Memcache at Facebook. Section 3.3 implies that a client that writes data does not delete the corresponding key from the Gutter servers, even though the client does try to delete the key from the ordinary Memcached servers (Figure 1). Explain why it would be a bad idea for writing clients to delete keys from Gutter servers.

Managing Update Conflicts in Bayou Suppose we build a distributed filesystem using Bayou, and the system has a copy operation. Initially, file A contains "foo" and file B contains "bar". On one node, a user copies file A to file B, overwriting the old contents of B. On another node, a user copies file B to file A. After both operations are committed, we want both files to contain "foo" or for both files to contain "bar". Sketch a dependency check and merge procedure for the copy operation that makes this work. How does Bayou ensure that all the nodes agree about whether A and B contain "foo" or "bar"?

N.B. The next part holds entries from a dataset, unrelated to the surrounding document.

//! Persisted checkpoint record
//!
//! One record describes the current session: the submitted input, every
//! phase result received so far, and the reviewer's rubric scores. Writers
//! always replace the whole record.

use crate::error::PersistenceError;
use chrono::{DateTime, Utc};
use serde::{Deserialize, Serialize};
use std::collections::BTreeMap;
use std::fmt;
use std::ops::RangeInclusive;
use std::str::FromStr;
use vas_pipeline::{PhaseKey, PhaseOutput, PrimaryInput, ResumePoint};

/// Record layout version understood by this build
pub const SCHEMA_VERSION: u32 = 1;

/// Valid rubric scores
pub const SCORE_RANGE: RangeInclusive<u8> = 1..=9;

/// Session status
#[derive(Debug, Clone, Copy, Default, PartialEq, Eq, Serialize, Deserialize)]
#[serde(rename_all = "snake_case")]
pub enum RecordStatus {
    /// Nothing started
    #[default]
    Idle,
    /// Run started, not all phases recorded
    InProgress,
    /// Every phase completed
    Complete,
}

impl fmt::Display for RecordStatus {
    fn fmt(&self, f: &mut fmt::Formatter<'_>) -> fmt::Result {
        f.write_str(match self {
            RecordStatus::Idle => "idle",
            RecordStatus::InProgress => "in_progress",
            RecordStatus::Complete => "complete",
        })
    }
}

/// Rubric dimension the reviewer scores
#[derive(Debug, Clone, Copy, PartialEq, Eq, PartialOrd, Ord, Hash, Serialize, Deserialize)]
#[serde(rename_all = "lowercase")]
pub enum ScoreDimension {
    /// Founding and leadership team
    Team,
    /// Funding history and runway
    Funding,
    /// Competitive position
    Competitive,
    /// Market opportunity
    Market,
    /// Intellectual property and risk
    IpRisk,
}

impl ScoreDimension {
    /// Every dimension in rubric order
    pub const ALL: [ScoreDimension; 5] = [
        ScoreDimension::Team,
        ScoreDimension::Funding,
        ScoreDimension::Competitive,
        ScoreDimension::Market,
        ScoreDimension::IpRisk,
    ];

    /// Phase whose analysis this dimension scores
    #[must_use]
    pub fn phase(self) -> PhaseKey {
        match self {
            ScoreDimension::Team => PhaseKey::Team,
            ScoreDimension::Funding => PhaseKey::Funding,
            ScoreDimension::Competitive => PhaseKey::Competitive,
            ScoreDimension::Market => PhaseKey::Market,
            ScoreDimension::IpRisk => PhaseKey::IpRisk,
        }
    }
}

impl fmt::Display for ScoreDimension {
    fn fmt(&self, f: &mut fmt::Formatter<'_>) -> fmt::Result {
        self.phase().fmt(f)
    }
}

impl FromStr for ScoreDimension {
    type Err = PersistenceError;

    fn from_str(s: &str) -> Result<Self, Self::Err> {
        let phase: PhaseKey = s
            .parse()
            .map_err(|_| PersistenceError::InvalidKey(s.to_string()))?;
        ScoreDimension::ALL
            .into_iter()
            .find(|dimension| dimension.phase() == phase)
            .ok_or_else(|| PersistenceError::InvalidKey(s.to_string()))
    }
}

/// Reviewer's score for one dimension
#[derive(Debug, Clone, PartialEq, Eq, Serialize, Deserialize)]
pub struct UserScore {
    /// 1 (weak) to 9 (strong)
    pub score: u8,
    /// Free-text rationale
    #[serde(default)]
    pub justification: String,
    /// Whether the reviewer submitted (rather than drafted) it
    #[serde(default)]
    pub submitted: bool,
}

impl UserScore {
    /// Draft score
    pub fn new(score: u8, justification: impl Into<String>) -> Self {
        Self {
            score,
            justification: justification.into(),
            submitted: false,
        }
    }

    /// Mark submitted
    #[inline]
    #[must_use]
    pub fn submitted(mut self) -> Self {
        self.submitted = true;
        self
    }

    /// Check the score is within [`SCORE_RANGE`]
    pub fn validate(&self, dimension: ScoreDimension) -> Result<(), PersistenceError> {
        if SCORE_RANGE.contains(&self.score) {
            Ok(())
        } else {
            Err(PersistenceError::InvalidScore {
                dimension,
                score: self.score,
            })
        }
    }
}

/// The current-session record
#[derive(Debug, Clone, PartialEq, Serialize, Deserialize)]
pub struct CheckpointRecord {
    /// Format version; records from another version are discarded
    pub schema_version: u32,
    /// Lifecycle of the stored run
    pub status: RecordStatus,
    /// Input the run started from, advisor name included
    #[serde(default)]
    pub primary_input: Option<PrimaryInput>,
    /// Results of the phases that completed, keyed by phase
    #[serde(default)]
    pub completed_phase_results: BTreeMap<PhaseKey, PhaseOutput>,
    /// Reviewer scores entered so far
    #[serde(default)]
    pub user_scores: BTreeMap<ScoreDimension, UserScore>,
    /// Time of the last write
    pub last_updated_at: DateTime<Utc>,
}

impl CheckpointRecord {
    /// Empty idle record
    #[must_use]
    pub fn new(schema_version: u32) -> Self {
        Self {
            schema_version,
            status: RecordStatus::Idle,
            primary_input: None,
            completed_phase_results: BTreeMap::new(),
            user_scores: BTreeMap::new(),
            last_updated_at: Utc::now(),
        }
    }

    /// Fresh in-progress record for a new run
    #[must_use]
    pub fn started(schema_version: u32, input: PrimaryInput) -> Self {
        Self {
            status: RecordStatus::InProgress,
            primary_input: Some(input),
            ..Self::new(schema_version)
        }
    }

    /// Number of phases with a stored result
    #[inline]
    #[must_use]
    pub fn completed_count(&self) -> usize {
        self.completed_phase_results.len()
    }

    /// In progress with at least one and fewer than all phases recorded
    #[must_use]
    pub fn is_resumable(&self) -> bool {
        self.status == RecordStatus::InProgress
            && (1..PhaseKey::ALL.len()).contains(&self.completed_count())
    }

    /// What a pipeline needs to pick this run up again
    ///
    /// `None` unless the record is resumable and carries its input.
    #[must_use]
    pub fn resume_point(&self) -> Option<ResumePoint> {
        if !self.is_resumable() {
            return None;
        }
        let input = self.primary_input.clone()?;
        Some(ResumePoint::new(input, self.completed_phase_results.clone()))
    }

    pub(crate) fn touch(&mut self) {
        self.last_updated_at = Utc::now();
    }
}
//! Pipeline orchestrator
//!
//! Runs the six phases of an assessment:
//! - `company` runs alone; failure ends the run
//! - `team`, `funding`, `competitive`, `iprisk` run concurrently
//! - `market` waits for `competitive` to settle and is skipped if it failed
//!
//! The phase table is the only shared mutable state. It sits behind one
//! mutex, and every mutation emits its event under that lock, so subscribers
//! see a single total order even when phases finish at the same instant.

use crate::checkpoint::{CheckpointSink, ResumePoint};
use crate::collaborator::{CollaboratorSet, PhaseInput};
use crate::describe::derive_description;
use crate::error::{CollaboratorError, InvalidStateError, PipelineError, ValidationError};
use crate::events::{EventBus, PipelineEvent};
use crate::phase::{Phase, PhaseFailure, PhaseKey, PhaseStatus};
use crate::progress::{self, ProgressSnapshot};
use crate::results::PipelineResults;
use crate::types::{OperationId, PhaseOutput, PipelineConfig, PrimaryInput};
use chrono::{DateTime, Utc};
use parking_lot::Mutex;
use std::collections::{BTreeMap, BTreeSet};
use std::fmt;
use std::sync::Arc;
use std::time::Duration;
use tokio::sync::mpsc;
use tokio::time::Instant;
use tokio_util::sync::CancellationToken;
use tracing::{debug, info, warn};

/// Builder for [`Pipeline`]
pub struct PipelineBuilder {
    collaborators: CollaboratorSet,
    config: PipelineConfig,
    checkpoints: Option<Arc<dyn CheckpointSink>>,
}

impl PipelineBuilder {
    /// With configuration
    #[inline]
    #[must_use]
    pub fn config(mut self, config: PipelineConfig) -> Self {
        self.config = config;
        self
    }

    /// With checkpoint sink
    #[inline]
    #[must_use]
    pub fn checkpoints(mut self, sink: Arc<dyn CheckpointSink>) -> Self {
        self.checkpoints = Some(sink);
        self
    }

    /// Build the pipeline
    #[must_use]
    pub fn build(self) -> Pipeline {
        let run = PipelineRun::new(&self.config, 0);
        Pipeline {
            inner: Arc::new(Inner {
                config: self.config,
                collaborators: self.collaborators,
                checkpoints: self.checkpoints,
                events: EventBus::new(),
                run: Mutex::new(run),
            }),
        }
    }
}

/// The assessment orchestrator
///
/// Cheap to clone; clones share the same run, so one task can `cancel()`
/// while another awaits `start()`.
#[derive(Clone)]
pub struct Pipeline {
    inner: Arc<Inner>,
}

struct Inner {
    config: PipelineConfig,
    collaborators: CollaboratorSet,
    checkpoints: Option<Arc<dyn CheckpointSink>>,
    events: EventBus,
    run: Mutex<PipelineRun>,
}

/// Identifies the run a piece of work belongs to
#[derive(Debug, Clone)]
struct RunScope {
    generation: u64,
    cancel: CancellationToken,
}

#[derive(Debug)]
struct PipelineRun {
    phases: Vec<Phase>,
    generation: u64,
    started_at: Option<DateTime<Utc>>,
    started: Option<Instant>,
    cancel: CancellationToken,
    primary_input: Option<PrimaryInput>,
    derived_description: Option<String>,
    is_running: bool,
    cancelled: bool,
    active: BTreeSet<PhaseKey>,
}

For the design described in Chord: a scalable peer-to-peer lookup service for Internet applications, if two Chord nodes x and y are located nearby each other in the Internet (e.g., they are both in the same datacenter), is the number of Chord hops small (say 1 or 2 instead of log N) when x is looking up a key that is stored on node y?

Dynamo Suppose Dynamo server S1 is perfectly healthy with a working network connection. By mistake, an administrator instructs server S2 to remove S1 using the mechanisms described in 4.8.1 and 4.9. It takes a while for the membership change to propagate from S2 to the rest of the system (including S1), so for a while some clients and servers will think that S1 is still part of the system. Will Dynamo operate correctly in this situation? Why, or why not?

Bitcoin Try to buy something with Bitcoin. It may help to cooperate with some 6.824 class-mates, and it may help to start a few days early. If you decide to give up, that's OK. Briefly describe your experience.